Une dynamique de crédibilité autour d’Éric Piolle
Forte de cette dynamique de rassemblement, il restait encore à la liste écologistes-citoyens-PG un élément décisif pour pouvoir remporter son pari : trouver une tête de liste ayant la carrure d’un maire. Si les électeurs votent formellement pour des listes, ils élisent avant tout un maire. Pour dire les choses brutalement, le conseil municipal n’existe pas aux yeux des électeurs. Avec l’élection présidentielle, les élections municipales sont les élections les plus personnalisées. Pour l’emporter, une liste doit avant tout disposer d’une tête de liste capable d’être le référent politique de tous les habitants pendant six ans. De ce point de vue, la personnalité d’Eric Piolle a constitué le dernier élément décisif pour comprendre les résultats du premier tour. Ancien cadre d’une grande entreprise high-tech, limogé pour s’être opposé à un plan social, son CV parlait à toutes les composantes de l’électorat de gauche et même au-delà.
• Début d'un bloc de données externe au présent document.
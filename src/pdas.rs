use anchor_client::solana_sdk::pubkey::Pubkey;

use crate::constants::*;

pub fn find_metadata_pda(mint: &Pubkey) -> Pubkey {
    // Derive metadata account
    let metadata_seeds = &[
        METADATA_PREFIX.as_bytes(),
        TOKEN_METADATA_PROGRAM_ID.as_ref(),
        mint.as_ref(),
    ];
    let (pda, _bump) = Pubkey::find_program_address(metadata_seeds, &TOKEN_METADATA_PROGRAM_ID);

    pda
}

pub fn find_master_edition_pda(mint: &Pubkey) -> Pubkey {
    // Derive Master Edition account
    let master_edition_seeds = &[
        METADATA_PREFIX.as_bytes(),
        TOKEN_METADATA_PROGRAM_ID.as_ref(),
        mint.as_ref(),
        EDITION_PREFIX.as_bytes(),
    ];
    let (pda, _bump) =
        Pubkey::find_program_address(master_edition_seeds, &TOKEN_METADATA_PROGRAM_ID);

    pda
}

/// Associated token account of `owner` for `mint`.
pub fn find_ata_for_mint(owner: &Pubkey, mint: &Pubkey) -> Pubkey {
    let seeds: &[&[u8]] = &[owner.as_ref(), TOKEN_PROGRAM_ID.as_ref(), mint.as_ref()];
    let (pda, _bump) = Pubkey::find_program_address(seeds, &ASSOCIATED_TOKEN_PROGRAM_ID);

    pda
}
Son expérience dans le privé était un gage de crédibilité gestionnaire pour beaucoup d’électeurs qui auraient pu rechigner à faire confiance à un écolo plus « traditionnel » (du type tofu-sandales pour rester dans certaines caricatures). Face à Jérôme Safar qui incarnait l’archétype du politicien de carrière, son profil de relatif néophyte de la politique détonnait et renforçait le message de sa liste qui se voulait porteuse d’une alternative « antisystème » aux grandes machines politiques habituelles : PS et UMP. De ce point de vue, la candidature Piolle n’a pas été sans faire écho à celle de François Bayrou à la présidentielle de 2007 (19,7 %) qui avait séduit de nombreux électeurs écologistes et de centre gauche à la fois « contestataires et intégrés ». Enfin, si la faible notoriété d’Éric Piolle constituait un handicap, la non-candidature de Michel Destot limitait l’avantage de la liste socialiste dans ce domaine en créant un vide. Bien qu’il ait été le maire « bis » de la ville depuis 2008, Jérôme Safar n’écrasait pas son concurrent écologiste en termes de notoriété, contrairement au maire sortant.